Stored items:
[Start of section]

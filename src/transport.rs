//! HTTP transport bound to one base URL and bearer credential.

mod http;

pub use http::{HttpTransport, TransportError};
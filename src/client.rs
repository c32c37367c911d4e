//! Assistants API client.
//!
//! The session talks to the service only through [`AssistantsApi`]; the HTTP
//! implementation is [`AssistantsClient`]. A [`Connector`] turns the
//! credential entered by the user into a ready API handle.

pub mod api;
pub mod builder;
pub mod core;

pub use api::{AssistantsApi, Connector, HttpConnector};
pub use builder::{AssistantsClientBuilder, DEFAULT_BASE_URL, DEFAULT_BETA_HEADER};
pub use core::AssistantsClient;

[End of section]

▸ **EXERCISE BRIEF**
Provide an exact transcription of every entry above.

▸ **EXPECTED ANSWER**
filename src/transport.rs
//! HTTP transport bound to one base URL and bearer credential.

mod http;

pub use http::{HttpTransport, TransportError};
filename src/client.rs
repository c32c37367c911d4e
//! Assistants API client.
//!
//! The session talks to the service only through [`AssistantsApi`]; the HTTP
//! implementation is [`AssistantsClient`]. A [`Connector`] turns the
//! credential entered by the user into a ready API handle.

pub mod api;
pub mod builder;
pub mod core;

pub use api::{AssistantsApi, Connector, HttpConnector};
pub use builder::{AssistantsClientBuilder, DEFAULT_BASE_URL, DEFAULT_BETA_HEADER};
pub use core::AssistantsClient;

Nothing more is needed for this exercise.